La actividad industrial argentina continúa sumida en una profunda crisis, reflejada en los últimos datos oficiales que muestran una contracción del 16,1% durante el primer semestre de 2024 en comparación con igual período del año anterior. Esta alarmante cifra, revelada por el Instituto Nacional de Estadística y Censos (INDEC), pone de manifiesto las dificultades que atraviesa el sector fabril en el país.
En junio, último mes analizado, la baja interanual fue del 20,1%, convirtiéndose en el decimotercer registro negativo consecutivo. La medición mensual desestacionalizada tampoco fue alentadora, con una disminución del 1,6% respecto a mayo. «Las dieciséis divisiones de la industria manufacturera presentaron caídas interanuales en junio», señaló el informe del INDEC.

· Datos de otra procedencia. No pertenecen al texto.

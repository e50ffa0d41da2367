use crate::foundation::error::{GlyphError, GlyphResult};

/// Width used when neither target dimension is given.
pub const DEFAULT_TARGET_WIDTH: u32 = 80;

/// Typical terminal cell width divided by its height.
///
/// Measure it by dividing the width of the cursor box in your terminal by its height.
pub const TEXT_PIXEL_RATIO: f64 = 6.0 / 14.0;

/// Character-grid size resolved for one source image.
#[derive(Clone, Copy, Debug, PartialEq, Eq)]
pub struct TargetSize {
    /// Columns.
    pub width: u32,
    /// Rows.
    pub height: u32,
}

impl TargetSize {
    /// Resolve the grid for a `src_width` x `src_height` source.
    ///
    /// A zero `width` or `height` is derived from the other one keeping the source aspect ratio
    /// (both zero means `width = 80`). The height is then scaled by `pixel_ratio` to
    /// compensate for glyphs being taller than wide. Derived values never drop below 1.
    pub fn resolve(
        src_width: u32,
        src_height: u32,
        width: u32,
        height: u32,
        pixel_ratio: f64,
    ) -> GlyphResult<Self> {
        if src_width == 0 || src_height == 0 {
            return Err(GlyphError::invalid_dimension(format!(
                "source image is empty ({src_width}x{src_height})"
            )));
        }
        if !pixel_ratio.is_finite() || pixel_ratio <= 0.0 {
            return Err(GlyphError::invalid_dimension(format!(
                "pixel ratio must be a positive number, got {pixel_ratio}"
            )));
        }

        let (mut w, mut h) = (width, height);
        if w == 0 && h == 0 {
            w = DEFAULT_TARGET_WIDTH;
        }
        if h == 0 {
            h = scale(src_height, w, src_width);
        }
        if w == 0 {
            w = scale(src_width, h, src_height);
        }
        let h = ((f64::from(h) * pixel_ratio) as u32).max(1);

        Ok(Self {
            width: w.max(1),
            height: h,
        })
    }
}

/// `trunc(v * num / den)` clamped to `u32`.
fn scale(v: u32, num: u32, den: u32) -> u32 {
    let out = u64::from(v) * u64::from(num) / u64::from(den);
    out.min(u64::from(u32::MAX)) as u32
}

#[cfg(test)]
#[path = "../../tests/unit/raster/sizing.rs"]
mod tests;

Algunos de los rubros más golpeados fueron las industrias metálicas básicas (-31,2%), alimentos y bebidas (-8%), maquinaria y equipo (-33,1%), productos minerales no metálicos (-35,6%) y vehículos automotores (-32,2%). En declaraciones a la prensa, referentes de estos sectores atribuyeron la merma a la contracción en la demanda interna y dificultades para abastecerse de insumos importados.
«La actividad siderúrgica disminuyó 36,6% interanualmente, reflejando una menor demanda desde la construcción, el sector automotor y los fabricantes de electrodomésticos», detalló la Cámara Argentina del Acero. Por su parte, la industria alimenticia se vio impactada por bajas en la elaboración de productos de panadería (-16,6%), carne vacuna (-21%) y lácteos (-12,3%).
La construcción, otro de los grandes damnificados, registró su octavo mes consecutivo a la baja, con una contracción interanual del 35,2% en junio. Las cifras revelan drásticas disminuciones en el consumo de insumos clave como artículos sanitarios (-56,7%), asfalto (-54,7%), hierro redondo (-44,6%) y cemento portland (-32,8%), en un contexto de freno casi total de la obra pública.
Ante este crítico panorama, la industria nacional clama por medidas urgentes que reviertan la tendencia negativa. La reactivación de la demanda interna y el acceso a insumos e inversiones serán claves para evitar un mayor desplome del sector fabril, piedra angular del desarrollo económico del país.